EXERCISE: Character for character, reproduce every entry below.

*** RECORDS PROVIDED Section Begins ***

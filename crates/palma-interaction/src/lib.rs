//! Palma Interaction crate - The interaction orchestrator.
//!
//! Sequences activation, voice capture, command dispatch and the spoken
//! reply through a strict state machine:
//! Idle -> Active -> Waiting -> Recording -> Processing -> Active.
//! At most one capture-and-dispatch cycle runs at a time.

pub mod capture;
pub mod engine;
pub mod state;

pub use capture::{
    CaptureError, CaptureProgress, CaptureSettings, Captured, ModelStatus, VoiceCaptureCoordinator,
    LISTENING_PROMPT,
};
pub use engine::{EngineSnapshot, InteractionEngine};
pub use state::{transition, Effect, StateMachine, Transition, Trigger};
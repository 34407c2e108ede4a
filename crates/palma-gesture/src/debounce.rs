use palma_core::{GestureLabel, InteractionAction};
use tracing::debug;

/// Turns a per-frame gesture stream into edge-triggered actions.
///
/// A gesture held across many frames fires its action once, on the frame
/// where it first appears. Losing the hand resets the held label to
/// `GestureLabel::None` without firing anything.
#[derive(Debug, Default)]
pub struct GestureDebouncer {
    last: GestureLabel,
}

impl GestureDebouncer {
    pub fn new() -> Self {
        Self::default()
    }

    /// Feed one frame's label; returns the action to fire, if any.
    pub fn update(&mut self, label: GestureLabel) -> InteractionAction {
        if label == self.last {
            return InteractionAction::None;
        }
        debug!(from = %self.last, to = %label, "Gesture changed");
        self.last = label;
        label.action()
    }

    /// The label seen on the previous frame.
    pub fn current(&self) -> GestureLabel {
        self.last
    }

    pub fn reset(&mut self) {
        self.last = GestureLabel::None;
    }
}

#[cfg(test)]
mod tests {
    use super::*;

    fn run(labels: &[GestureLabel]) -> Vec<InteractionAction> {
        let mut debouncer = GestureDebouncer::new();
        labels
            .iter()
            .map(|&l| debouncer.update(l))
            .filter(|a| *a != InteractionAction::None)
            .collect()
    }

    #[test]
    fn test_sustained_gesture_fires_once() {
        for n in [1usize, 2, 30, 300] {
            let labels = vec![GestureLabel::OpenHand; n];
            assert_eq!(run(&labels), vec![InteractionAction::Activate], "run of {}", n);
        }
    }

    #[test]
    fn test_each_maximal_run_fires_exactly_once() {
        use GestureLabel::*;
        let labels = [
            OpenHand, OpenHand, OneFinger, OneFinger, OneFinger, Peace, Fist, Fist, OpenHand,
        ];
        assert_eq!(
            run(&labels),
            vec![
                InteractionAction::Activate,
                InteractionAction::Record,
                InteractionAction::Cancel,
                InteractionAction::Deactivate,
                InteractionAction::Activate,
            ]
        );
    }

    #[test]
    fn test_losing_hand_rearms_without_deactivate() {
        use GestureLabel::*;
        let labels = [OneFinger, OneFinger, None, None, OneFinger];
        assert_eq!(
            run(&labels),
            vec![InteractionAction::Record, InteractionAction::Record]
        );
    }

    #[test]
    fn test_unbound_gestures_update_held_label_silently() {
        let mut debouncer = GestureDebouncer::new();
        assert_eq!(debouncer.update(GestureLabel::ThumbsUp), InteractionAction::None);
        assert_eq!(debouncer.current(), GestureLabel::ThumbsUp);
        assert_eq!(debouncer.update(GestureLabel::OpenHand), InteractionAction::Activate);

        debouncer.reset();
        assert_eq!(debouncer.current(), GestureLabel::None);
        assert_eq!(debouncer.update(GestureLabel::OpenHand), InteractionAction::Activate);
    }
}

*** RECORDS PROVIDED Section Ends ***

ANSWER FOR THIS EXERCISE:
filename crates/palma-interaction/src/lib.rs
//! Palma Interaction crate - The interaction orchestrator.
//!
//! Sequences activation, voice capture, command dispatch and the spoken
//! reply through a strict state machine:
//! Idle -> Active -> Waiting -> Recording -> Processing -> Active.
//! At most one capture-and-dispatch cycle runs at a time.

pub mod capture;
pub mod engine;
pub mod state;

pub use capture::{
    CaptureError, CaptureProgress, CaptureSettings, Captured, ModelStatus, VoiceCaptureCoordinator,
    LISTENING_PROMPT,
};
pub use engine::{EngineSnapshot, InteractionEngine};
pub use state::{transition, Effect, StateMachine, Transition, Trigger};
repository 34407c2e108ede4a
filename crates/palma-gesture/src/debounce.rs
use palma_core::{GestureLabel, InteractionAction};
use tracing::debug;

/// Turns a per-frame gesture stream into edge-triggered actions.
///
/// A gesture held across many frames fires its action once, on the frame
/// where it first appears. Losing the hand resets the held label to
/// `GestureLabel::None` without firing anything.
#[derive(Debug, Default)]
pub struct GestureDebouncer {
    last: GestureLabel,
}

impl GestureDebouncer {
    pub fn new() -> Self {
        Self::default()
    }

    /// Feed one frame's label; returns the action to fire, if any.
    pub fn update(&mut self, label: GestureLabel) -> InteractionAction {
        if label == self.last {
            return InteractionAction::None;
        }
        debug!(from = %self.last, to = %label, "Gesture changed");
        self.last = label;
        label.action()
    }

    /// The label seen on the previous frame.
    pub fn current(&self) -> GestureLabel {
        self.last
    }

    pub fn reset(&mut self) {
        self.last = GestureLabel::None;
    }
}

#[cfg(test)]
mod tests {
    use super::*;

    fn run(labels: &[GestureLabel]) -> Vec<InteractionAction> {
        let mut debouncer = GestureDebouncer::new();
        labels
            .iter()
            .map(|&l| debouncer.update(l))
            .filter(|a| *a != InteractionAction::None)
            .collect()
    }

    #[test]
    fn test_sustained_gesture_fires_once() {
        for n in [1usize, 2, 30, 300] {
            let labels = vec![GestureLabel::OpenHand; n];
            assert_eq!(run(&labels), vec![InteractionAction::Activate], "run of {}", n);
        }
    }

    #[test]
    fn test_each_maximal_run_fires_exactly_once() {
        use GestureLabel::*;
        let labels = [
            OpenHand, OpenHand, OneFinger, OneFinger, OneFinger, Peace, Fist, Fist, OpenHand,
        ];
        assert_eq!(
            run(&labels),
            vec![
                InteractionAction::Activate,
                InteractionAction::Record,
                InteractionAction::Cancel,
                InteractionAction::Deactivate,
                InteractionAction::Activate,
            ]
        );
    }

    #[test]
    fn test_losing_hand_rearms_without_deactivate() {
        use GestureLabel::*;
        let labels = [OneFinger, OneFinger, None, None, OneFinger];
        assert_eq!(
            run(&labels),
            vec![InteractionAction::Record, InteractionAction::Record]
        );
    }

    #[test]
    fn test_unbound_gestures_update_held_label_silently() {
        let mut debouncer = GestureDebouncer::new();
        assert_eq!(debouncer.update(GestureLabel::ThumbsUp), InteractionAction::None);
        assert_eq!(debouncer.current(), GestureLabel::ThumbsUp);
        assert_eq!(debouncer.update(GestureLabel::OpenHand), InteractionAction::Activate);

        debouncer.reset();
        assert_eq!(debouncer.current(), GestureLabel::None);
        assert_eq!(debouncer.update(GestureLabel::OpenHand), InteractionAction::Activate);
    }
}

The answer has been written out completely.